This is probably a bad thing.

Could we add a logged-in-reader mode, for people who are infrequent contributors but wish to be logged in for the prefs.

They could be served a slightly old cached version of the page when one is available for their prefs. e.g. if the cached version is less than a minute old. The down side is that if they see an error, it may already be fixed. OTOH, if the page is being revised frequently, the same is likely to happen anyway. The text could be stale before it hits the wire due to parsing delay.

For pending changes, the pref 'Always show the latest accepted revision (if there is one) of a page by default' could be enabled by default. Was there any discussion about the default setting for this pref?

-- John Vandenberg

Strainu

1:16 p.m.

On Fri, Jul 30, 2010 at 11:49 AM, John Vandenberg jayvdb@gmail.com wrote:

...

Could we add a logged-in-reader mode, for people who are infrequent contributors but wish to be logged in for the prefs.

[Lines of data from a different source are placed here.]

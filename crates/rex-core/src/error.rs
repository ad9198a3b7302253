//! Error handling for the rex matching core
//!
//! Construction of the network is the only fallible operation in the core:
//! fact insertion, retraction and firing never fail. Every error names the
//! fragment of input that caused it so callers can report it verbatim.

use std::fmt;
use thiserror::Error;

/// Error type for network construction and configuration
#[derive(Error, Debug, Clone, PartialEq, Eq)]
pub enum ReteError {
    /// A production could not be compiled as a whole
    #[error("Production error: {message}")]
    Production { message: String, production: Option<String> },

    /// One condition inside a production is malformed
    #[error("Condition error: {message} (in {fragment})")]
    Condition { message: String, fragment: String },

    /// Configuration values that cannot be used
    #[error("Configuration error: {message}")]
    Configuration { message: String, setting: Option<String> },
}

impl ReteError {
    /// Get the error category for logging
    pub fn category(&self) -> &'static str {
        match self {
            ReteError::Production { .. } => "production",
            ReteError::Condition { .. } => "condition",
            ReteError::Configuration { .. } => "configuration",
        }
    }

    /// Create a production-level validation error
    pub fn invalid_production(production: &str, message: impl Into<String>) -> Self {
        Self::Production {
            message: message.into(),
            production: (!production.is_empty()).then(|| production.to_string()),
        }
    }

    /// Create a condition-level validation error
    pub fn invalid_condition(fragment: impl fmt::Display, message: impl Into<String>) -> Self {
        Self::Condition { message: message.into(), fragment: fragment.to_string() }
    }

    /// Create a configuration error
    pub fn configuration(setting: &str, message: impl Into<String>) -> Self {
        Self::Configuration { message: message.into(), setting: Some(setting.to_string()) }
    }

    /// The offending fragment or setting, when one is known
    pub fn fragment(&self) -> Option<&str> {
        match self {
            ReteError::Production { production, .. } => production.as_deref(),
            ReteError::Condition { fragment, .. } => Some(fragment),
            ReteError::Configuration { setting, .. } => setting.as_deref(),
        }
    }
}

/// Result type alias for core operations
pub type ReteResult<T> = Result<T, ReteError>;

They could be served a slightly old cached version of the page when one is available for their prefs. e.g. if the cached version is less than a minute old. The down side is that if they see an error, it may already be fixed. OTOH, if the page is being revised frequently, the same is likely to happen anyway. The text could be stale before it hits the wire due to parsing delay.

That could work on the first 3-5 wikipedias by number of visitors, for the rest you are most likely to serve VERY old versions (or just re-parse the page if you put a low threshold).

Strainu

Tei

2 Aug 2 Aug

12:51 p.m.

On 28 July 2010 21:13, jidanni@jidanni.org wrote:

...

Seems to me playing the role of the average dumb user, that en.wikipedia.org is one of the rather slow websites of the many websites I browse.

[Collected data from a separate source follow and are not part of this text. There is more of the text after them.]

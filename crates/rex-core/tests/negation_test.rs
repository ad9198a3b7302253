//! Negated conditions and negated conjunctions: blocking, revocation and
//! re-propagation on retraction.

use rex_core::{Action, Condition, Network, NodeKind, Production};

fn unpainted_box() -> Production {
    Production::new(
        "unpainted-box",
        vec![Condition::has("Block", "$b", "kind", "box"), Condition::neg("Block", "$b", "color", "red")],
        Action::new("paint"),
    )
}

/// A box with no red block resting on it
fn clear_box() -> Production {
    Production::new(
        "clear-box",
        vec![
            Condition::has("Block", "$b", "kind", "box"),
            Condition::ncc(vec![
                Condition::has("Block", "$t", "on", "$b"),
                Condition::has("Block", "$t", "color", "red"),
            ]),
        ],
        Action::new("report"),
    )
}

#[test]
fn test_negation_revokes_and_restores_match() {
    let mut network = Network::new();
    let handle = network.add_production(unpainted_box()).unwrap();

    network.add_wme("Block", "b1", "kind", "box");
    assert_eq!(network.memory_tokens(handle.terminal).len(), 1);

    let red = network.add_wme("Block", "b1", "color", "red");
    assert!(network.memory_tokens(handle.terminal).is_empty(), "blocker must revoke the match");

    network.add_wme("Block", "b2", "color", "red");
    assert!(network.memory_tokens(handle.terminal).is_empty());

    assert!(network.retract_fact(red));
    assert_eq!(network.memory_tokens(handle.terminal).len(), 1, "match must return once unblocked");
}

#[test]
fn test_negation_needs_every_blocker_gone() {
    let mut network = Network::new();
    let handle = network.add_production(unpainted_box()).unwrap();
    network.add_wme("Block", "b1", "kind", "box");
    let first = network.add_wme("Block", "b1", "color", "red");
    let second = network.add_wme("Block", "b1", "color", "red");

    let negative = network.node(handle.terminal).parent.unwrap();
    assert!(matches!(network.node(negative).kind, NodeKind::Negative { .. }));
    let owner = network.memory_tokens(negative)[0];
    assert_eq!(network.token(owner).unwrap().blockers(), &[first, second]);

    network.retract_fact(first);
    assert!(network.memory_tokens(handle.terminal).is_empty());
    network.retract_fact(second);
    assert_eq!(network.memory_tokens(handle.terminal).len(), 1);
}

#[test]
fn test_negation_added_after_facts_catches_up() {
    let mut network = Network::new();
    network.add_wme("Block", "b1", "kind", "box");
    network.add_wme("Block", "b2", "kind", "box");
    network.add_wme("Block", "b2", "color", "red");

    let handle = network.add_production(unpainted_box()).unwrap();
    let tokens = network.memory_tokens(handle.terminal).to_vec();
    assert_eq!(tokens.len(), 1);
    assert_eq!(network.binding(tokens[0], "$b"), Some("b1"));
}

#[test]
fn test_ncc_blocks_while_sub_network_matches() {
    let mut network = Network::new();
    let handle = network.add_production(clear_box()).unwrap();

    network.add_wme("Block", "b1", "kind", "box");
    assert_eq!(network.memory_tokens(handle.terminal).len(), 1);

    let on = network.add_wme("Block", "t1", "on", "b1");
    assert_eq!(network.memory_tokens(handle.terminal).len(), 1, "a partial sub-match does not block");

    let red = network.add_wme("Block", "t1", "color", "red");
    assert!(network.memory_tokens(handle.terminal).is_empty());

    network.retract_fact(red);
    assert_eq!(network.memory_tokens(handle.terminal).len(), 1);

    let red = network.add_wme("Block", "t1", "color", "red");
    assert!(network.memory_tokens(handle.terminal).is_empty());
    network.retract_fact(on);
    assert_eq!(network.memory_tokens(handle.terminal).len(), 1);
    network.retract_fact(red);
    assert_eq!(network.memory_tokens(handle.terminal).len(), 1);
}

#[test]
fn test_ncc_result_arriving_before_owner_is_buffered() {
    let mut network = Network::new();
    let handle = network.add_production(clear_box()).unwrap();

    network.add_wme("Block", "t1", "on", "b1");
    network.add_wme("Block", "t1", "color", "red");
    // The owner is created after the sub-network has already produced a result.
    network.add_wme("Block", "b1", "kind", "box");
    assert!(network.memory_tokens(handle.terminal).is_empty());

    network.add_wme("Block", "b2", "kind", "box");
    assert_eq!(network.memory_tokens(handle.terminal).len(), 1);
}

#[test]
fn test_ncc_added_after_facts_catches_up() {
    let mut network = Network::new();
    network.add_wme("Block", "b1", "kind", "box");
    network.add_wme("Block", "t1", "on", "b1");
    let red = network.add_wme("Block", "t1", "color", "red");
    network.add_wme("Block", "b2", "kind", "box");

    let handle = network.add_production(clear_box()).unwrap();
    let tokens = network.memory_tokens(handle.terminal).to_vec();
    assert_eq!(tokens.len(), 1);
    assert_eq!(network.binding(tokens[0], "$b"), Some("b2"));

    network.retract_fact(red);
    assert_eq!(network.memory_tokens(handle.terminal).len(), 2);
}

#[test]
fn test_ncc_of_single_negation_matches_plain_negation() {
    let mut network = Network::new();
    let plain = network.add_production(unpainted_box()).unwrap();
    let wrapped = network
        .add_production(Production::new(
            "unpainted-box-ncc",
            vec![
                Condition::has("Block", "$b", "kind", "box"),
                Condition::ncc(vec![Condition::has("Block", "$b", "color", "red")]),
            ],
            Action::new("paint"),
        ))
        .unwrap();

    network.add_wme("Block", "b1", "kind", "box");
    network.add_wme("Block", "b2", "kind", "box");
    let red = network.add_wme("Block", "b1", "color", "red");
    assert_eq!(network.memory_tokens(plain.terminal).len(), 1);
    assert_eq!(network.memory_tokens(wrapped.terminal).len(), 1);

    network.retract_fact(red);
    assert_eq!(network.memory_tokens(plain.terminal).len(), 2);
    assert_eq!(network.memory_tokens(wrapped.terminal).len(), 2);
}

No matter what browser, it takes more seconds from the time I click on a link to the time when the first bytes of the HTTP response start flowing back to me.

Seems facebook is more zippy.

It seems fast here: 130ms.

The first load of the homepage can be slow: http://zerror.com/unorganized/wika/lader1.png http://en.wikipedia.org/wiki/Main_Page (I need a bigger monitor, the escalator don't fit on my screen)

-- -- ℱin del ℳensaje.

Domas Mituzas

1:25 p.m.

...

The first load of the homepage can be slow: http://zerror.com/unorganized/wika/lader1.png http://en.wikipedia.org/wiki/Main_Page (I need a bigger monitor, the escalator don't fit on my screen)

well, no wonder that first page load is sluggish, with 12 style sheets, and 12 javascript files - there're plenty of low hanging fruits there.

Domas

Tei

2:51 p.m.

On 2 August 2010 13:25, Domas Mituzas midom.lists@gmail.com wrote:

...

...
The first load of the homepage can be slow: http://zerror.com/unorganized/wika/lader1.png http://en.wikipedia.org/wiki/Main_Page (I need a bigger monitor, the escalator don't fit on my screen)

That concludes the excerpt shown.